- _Provided material_:
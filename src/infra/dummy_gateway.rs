use std::collections::VecDeque;
use std::sync::Mutex;

use async_trait::async_trait;
use tracing::debug;
use uuid::Uuid;

use crate::{
    app_error::{AppError, AppResult},
    application::ports::payment_gateway::{
        AddBillingMethodRequest, ChargeRequest, GatewayBillingMethod, GatewayCharge,
        PaymentGatewayPort,
    },
    domain::entities::billing_method::BillingMethod,
};

/// Outcome the dummy gateway should produce for a charge.
#[derive(Debug, Clone, Copy, PartialEq, Eq)]
pub enum ChargeScenario {
    Success,
    Decline,
    /// Request submitted, outcome unknown. Callers are expected to issue a
    /// reversal for the order reference.
    Unavailable,
}

/// Dummy gateway adapter: simulates all gateway operations locally, no
/// external calls. Charges succeed unless a failure scenario was queued, and
/// reversals are recorded so tests can assert on them.
pub struct DummyGateway {
    scripted: Mutex<VecDeque<ChargeScenario>>,
    reversals: Mutex<Vec<String>>,
}

impl DummyGateway {
    pub fn new() -> Self {
        Self {
            scripted: Mutex::new(VecDeque::new()),
            reversals: Mutex::new(Vec::new()),
        }
    }

    /// Queues an outcome for the next charge; consumed in FIFO order.
    pub fn fail_next_charge(&self, scenario: ChargeScenario) {
        self.scripted.lock().unwrap().push_back(scenario);
    }

    /// Order references that were reversed, in call order.
    pub fn reversed(&self) -> Vec<String> {
        self.reversals.lock().unwrap().clone()
    }

    fn next_scenario(&self) -> ChargeScenario {
        self.scripted
            .lock()
            .unwrap()
            .pop_front()
            .unwrap_or(ChargeScenario::Success)
    }
}

impl Default for DummyGateway {
    fn default() -> Self {
        Self::new()
    }
}

#[async_trait]
impl PaymentGatewayPort for DummyGateway {
    fn name(&self) -> &'static str {
        "dummy"
    }

    async fn add_billing_method(
        &self,
        user_id: Uuid,
        trace_id: &str,
        request: &AddBillingMethodRequest,
    ) -> AppResult<GatewayBillingMethod> {
        debug!(%user_id, trace_id, "dummy: registering billing method");
        Ok(GatewayBillingMethod {
            secret: format!("dummy_tok_{}", Uuid::new_v4()),
            gateway_uid: format!("dummy_bill_{}", Uuid::new_v4()),
            payload: serde_json::json!({
                "gateway": "dummy",
                "credentialLen": request.credential.len(),
            }),
        })
    }

    async fn remove_billing_method(
        &self,
        user_id: Uuid,
        trace_id: &str,
        billing: &BillingMethod,
    ) -> AppResult<()> {
        debug!(%user_id, trace_id, billing_id = %billing.id, "dummy: removing billing method");
        Ok(())
    }

    async fn charge_stored_method(
        &self,
        user_id: Uuid,
        trace_id: &str,
        _billing: &BillingMethod,
        request: &ChargeRequest,
    ) -> AppResult<GatewayCharge> {
        debug!(
            %user_id,
            trace_id,
            order_ref = %request.order_ref,
            amount_cents = request.amount_cents,
            "dummy: charging stored method"
        );
        match self.next_scenario() {
            ChargeScenario::Success => Ok(GatewayCharge {
                gateway_uid: format!("dummy_ch_{}", Uuid::new_v4()),
                amount_cents: request.amount_cents,
                payload: serde_json::json!({
                    "orderRef": request.order_ref,
                    "approved": true,
                }),
                bank_transfer: None,
            }),
            ChargeScenario::Decline => {
                Err(AppError::GatewayDeclined("Your card was declined.".into()))
            }
            ChargeScenario::Unavailable => Err(AppError::GatewayUnavailable(
                "gateway did not respond before the deadline".into(),
            )),
        }
    }

    async fn reverse_charge(&self, trace_id: &str, order_ref: &str) -> AppResult<()> {
        debug!(trace_id, order_ref, "dummy: reversing charge");
        self.reversals.lock().unwrap().push(order_ref.to_string());
        Ok(())
    }
}
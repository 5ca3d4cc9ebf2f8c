use async_trait::async_trait;
use serde::Serialize;
use uuid::Uuid;

use crate::{
    app_error::AppResult,
    domain::entities::{billing_method::BillingMethod, transaction::BankTransferInfo},
};

/// Request to register a stored payment method. The raw credential (card
/// number, one-time token, ...) is opaque to the engine; the adapter exchanges
/// it for a reusable gateway token.
#[derive(Debug, Clone)]
pub struct AddBillingMethodRequest {
    pub credential: String,
}

/// A stored method as returned by the gateway adapter. `secret` is the
/// reusable off-session token; the engine encrypts it before persisting.
#[derive(Debug, Clone)]
pub struct GatewayBillingMethod {
    pub secret: String,
    pub gateway_uid: String,
    pub payload: serde_json::Value,
}

/// A charge against a stored method. `order_ref` must be stable and
/// deterministic for the logical charge (e.g. `"{subscription_id}-{payment
/// count}"`) so a retried request cannot double-charge at the gateway.
#[derive(Debug, Clone, Serialize)]
#[serde(rename_all = "camelCase")]
pub struct ChargeRequest {
    pub order_ref: String,
    pub amount_cents: i64,
    pub description: String,
    pub goods_id: Option<Uuid>,
    pub subscription_id: Option<Uuid>,
    pub coupon_ids: Vec<Uuid>,
}

/// Successful charge response, normalized across gateways.
#[derive(Debug, Clone)]
pub struct GatewayCharge {
    /// Gateway-unique id; the ledger's idempotency boundary.
    pub gateway_uid: String,
    pub amount_cents: i64,
    pub payload: serde_json::Value,
    pub bank_transfer: Option<BankTransferInfo>,
}

/// Contract a gateway adapter must fulfil. Wire protocols, signatures and
/// card-data encryption live entirely inside implementations.
#[async_trait]
pub trait PaymentGatewayPort: Send + Sync {
    /// Gateway name the router dispatches on; stored on billing methods.
    fn name(&self) -> &'static str;

    async fn add_billing_method(
        &self,
        user_id: Uuid,
        trace_id: &str,
        request: &AddBillingMethodRequest,
    ) -> AppResult<GatewayBillingMethod>;

    async fn remove_billing_method(
        &self,
        user_id: Uuid,
        trace_id: &str,
        billing: &BillingMethod,
    ) -> AppResult<()>;

    async fn charge_stored_method(
        &self,
        user_id: Uuid,
        trace_id: &str,
        billing: &BillingMethod,
        request: &ChargeRequest,
    ) -> AppResult<GatewayCharge>;

    /// Best-effort net-cancel for an order whose outcome is unknown (e.g. a
    /// timeout after submission). Invoked eagerly to avoid stranded
    /// authorizations; failures are logged, never propagated.
    async fn reverse_charge(&self, trace_id: &str, order_ref: &str) -> AppResult<()>;
}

- _Problem to work on_: Copy, from the material above, each line in which the string "card" occurs.

- _Response area_:
                Err(AppError::GatewayDeclined("Your card was declined.".into()))
/// Request to register a stored payment method. The raw credential (card
/// card-data encryption live entirely inside implementations.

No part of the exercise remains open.